Look through the listing for the string "return" and copy out every line that holds it.
*** Opening of MATERIAL TO PROCESS ***
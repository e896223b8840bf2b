//! Comparable package versions
//!
//! Folder versions in a package repository are rarely semver (`1.0`,
//! `2.1-beta`, `custom`), so versions here are sequences of alphanumeric
//! tokens separated by `.` or `-`. Each token is split into runs of digits
//! and non-digits; digit runs compare numerically, other runs compare
//! lexically and sort before digit runs. A version that is a prefix of
//! another sorts first (`1` < `1.0`).

use serde::{Deserialize, Deserializer, Serialize, Serializer};
use std::cmp::Ordering;
use std::fmt;
use std::str::FromStr;

/// Version parse errors
#[derive(Debug, Clone, PartialEq, Eq, thiserror::Error)]
pub enum VersionError {
    #[error("invalid character '{ch}' in version '{input}'")]
    InvalidCharacter { input: String, ch: char },

    #[error("empty token in version '{0}'")]
    EmptyToken(String),
}

#[derive(Debug, Clone, PartialEq, Eq, Hash)]
enum Part {
    Alpha(String),
    Digits(String),
}

impl Part {
    fn as_str(&self) -> &str {
        match self {
            Part::Alpha(s) | Part::Digits(s) => s,
        }
    }
}

impl Ord for Part {
    fn cmp(&self, other: &Self) -> Ordering {
        match (self, other) {
            (Part::Alpha(a), Part::Alpha(b)) => a.cmp(b),
            (Part::Alpha(_), Part::Digits(_)) => Ordering::Less,
            (Part::Digits(_), Part::Alpha(_)) => Ordering::Greater,
            (Part::Digits(a), Part::Digits(b)) => {
                let ta = a.trim_start_matches('0');
                let tb = b.trim_start_matches('0');
                ta.len()
                    .cmp(&tb.len())
                    .then_with(|| ta.cmp(tb))
                    .then_with(|| a.len().cmp(&b.len()))
            }
        }
    }
}

impl PartialOrd for Part {
    fn partial_cmp(&self, other: &Self) -> Option<Ordering> {
        Some(self.cmp(other))
    }
}

#[derive(Debug, Clone, PartialEq, Eq, Hash, PartialOrd, Ord)]
struct Token(Vec<Part>);

impl Token {
    fn parse(text: &str) -> Self {
        let mut parts: Vec<Part> = Vec::new();
        for ch in text.chars() {
            let digit = ch.is_ascii_digit();
            match parts.last_mut() {
                Some(Part::Digits(run)) if digit => run.push(ch),
                Some(Part::Alpha(run)) if !digit => run.push(ch),
                _ if digit => parts.push(Part::Digits(ch.to_string())),
                _ => parts.push(Part::Alpha(ch.to_string())),
            }
        }
        Token(parts)
    }
}

/// A comparable package version
#[derive(Debug, Clone, PartialEq, Eq, Hash, Default)]
pub struct Version {
    tokens: Vec<Token>,
    separators: Vec<char>,
}

impl Version {
    /// Parse a version string; the empty string is the empty version
    pub fn parse(input: &str) -> Result<Self, VersionError> {
        let mut version = Version::default();
        if input.is_empty() {
            return Ok(version);
        }

        let mut current = String::new();
        for ch in input.chars() {
            match ch {
                '.' | '-' => {
                    if current.is_empty() {
                        return Err(VersionError::EmptyToken(input.to_string()));
                    }
                    version.tokens.push(Token::parse(&current));
                    version.separators.push(ch);
                    current.clear();
                }
                c if c.is_ascii_alphanumeric() || c == '_' => current.push(c),
                c => {
                    return Err(VersionError::InvalidCharacter {
                        input: input.to_string(),
                        ch: c,
                    })
                }
            }
        }
        if current.is_empty() {
            return Err(VersionError::EmptyToken(input.to_string()));
        }
        version.tokens.push(Token::parse(&current));
        Ok(version)
    }

    /// Whether this is the empty version
    pub fn is_empty(&self) -> bool {
        self.tokens.is_empty()
    }

    /// Number of tokens (`1.2.3` has three)
    pub fn len(&self) -> usize {
        self.tokens.len()
    }
}

impl Ord for Version {
    fn cmp(&self, other: &Self) -> Ordering {
        self.tokens
            .cmp(&other.tokens)
            .then_with(|| self.separators.cmp(&other.separators))
    }
}

impl PartialOrd for Version {
    fn partial_cmp(&self, other: &Self) -> Option<Ordering> {
        Some(self.cmp(other))
    }
}

impl fmt::Display for Version {
    fn fmt(&self, f: &mut fmt::Formatter<'_>) -> fmt::Result {
        for (i, token) in self.tokens.iter().enumerate() {
            if i > 0 {
                write!(f, "{}", self.separators[i - 1])?;
            }
            for part in &token.0 {
                f.write_str(part.as_str())?;
            }
        }
        Ok(())
    }
}

impl FromStr for Version {
    type Err = VersionError;

    fn from_str(s: &str) -> Result<Self, Self::Err> {
        Version::parse(s)
    }
}

impl Serialize for Version {
    fn serialize<S: Serializer>(&self, serializer: S) -> Result<S::Ok, S::Error> {
        serializer.collect_str(self)
    }
}

impl<'de> Deserialize<'de> for Version {
    fn deserialize<D: Deserializer<'de>>(deserializer: D) -> Result<Self, D::Error> {
        let text = String::deserialize(deserializer)?;
        Version::parse(&text).map_err(serde::de::Error::custom)
    }
}
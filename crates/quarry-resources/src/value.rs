//! Canonical field values of loaded package metadata

use crate::version::Version;
use serde::{Deserialize, Serialize};
use std::collections::BTreeMap;
use std::fmt;

/// Parsed package metadata: field name to value
pub type PackageData = BTreeMap<String, FieldValue>;

/// A metadata field value, independent of the file format it came from
#[derive(Debug, Clone, PartialEq, Serialize, Deserialize)]
#[serde(untagged)]
pub enum FieldValue {
    Null,
    Bool(bool),
    Integer(i64),
    Float(f64),
    String(String),
    List(Vec<FieldValue>),
    Map(BTreeMap<String, FieldValue>),
    /// Only produced by the loader when coercing version fields
    #[serde(skip_deserializing)]
    Version(Version),
}

impl FieldValue {
    /// Short type name used in validation messages
    pub fn type_name(&self) -> &'static str {
        match self {
            FieldValue::Null => "null",
            FieldValue::Bool(_) => "bool",
            FieldValue::Integer(_) => "integer",
            FieldValue::Float(_) => "float",
            FieldValue::String(_) => "string",
            FieldValue::List(_) => "list",
            FieldValue::Map(_) => "map",
            FieldValue::Version(_) => "version",
        }
    }

    pub fn as_str(&self) -> Option<&str> {
        match self {
            FieldValue::String(s) => Some(s),
            _ => None,
        }
    }

    pub fn as_list(&self) -> Option<&[FieldValue]> {
        match self {
            FieldValue::List(items) => Some(items),
            _ => None,
        }
    }

    pub fn as_version(&self) -> Option<&Version> {
        match self {
            FieldValue::Version(v) => Some(v),
            _ => None,
        }
    }

    /// Scalar text form, used when comparing a field against a path variable
    pub fn scalar_text(&self) -> Option<String> {
        match self {
            FieldValue::String(s) => Some(s.clone()),
            FieldValue::Integer(i) => Some(i.to_string()),
            // Debug keeps the fractional part (`1.0`, not `1`)
            FieldValue::Float(f) => Some(format!("{:?}", f)),
            FieldValue::Bool(b) => Some(b.to_string()),
            FieldValue::Version(v) => Some(v.to_string()),
            FieldValue::Null | FieldValue::List(_) | FieldValue::Map(_) => None,
        }
    }
}

impl fmt::Display for FieldValue {
    fn fmt(&self, f: &mut fmt::Formatter<'_>) -> fmt::Result {
        match self.scalar_text() {
            Some(text) => f.write_str(&text),
            None => match self {
                FieldValue::Null => f.write_str("null"),
                other => write!(f, "<{}>", other.type_name()),
            },
        }
    }
}

impl From<&str> for FieldValue {
    fn from(s: &str) -> Self {
        FieldValue::String(s.to_string())
    }
}

impl From<String> for FieldValue {
    fn from(s: String) -> Self {
        FieldValue::String(s)
    }
}

impl From<i64> for FieldValue {
    fn from(i: i64) -> Self {
        FieldValue::Integer(i)
    }
}

impl From<bool> for FieldValue {
    fn from(b: bool) -> Self {
        FieldValue::Bool(b)
    }
}

impl From<Version> for FieldValue {
    fn from(v: Version) -> Self {
        FieldValue::Version(v)
    }
}

impl<T: Into<FieldValue>> From<Vec<T>> for FieldValue {
    fn from(items: Vec<T>) -> Self {
        FieldValue::List(items.into_iter().map(Into::into).collect())
    }
}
*** Close of MATERIAL TO PROCESS ***
- YOUR RESPONSE:
            return Ok(version);
                        return Err(VersionError::EmptyToken(input.to_string()));
                    return Err(VersionError::InvalidCharacter {
            return Err(VersionError::EmptyToken(input.to_string()));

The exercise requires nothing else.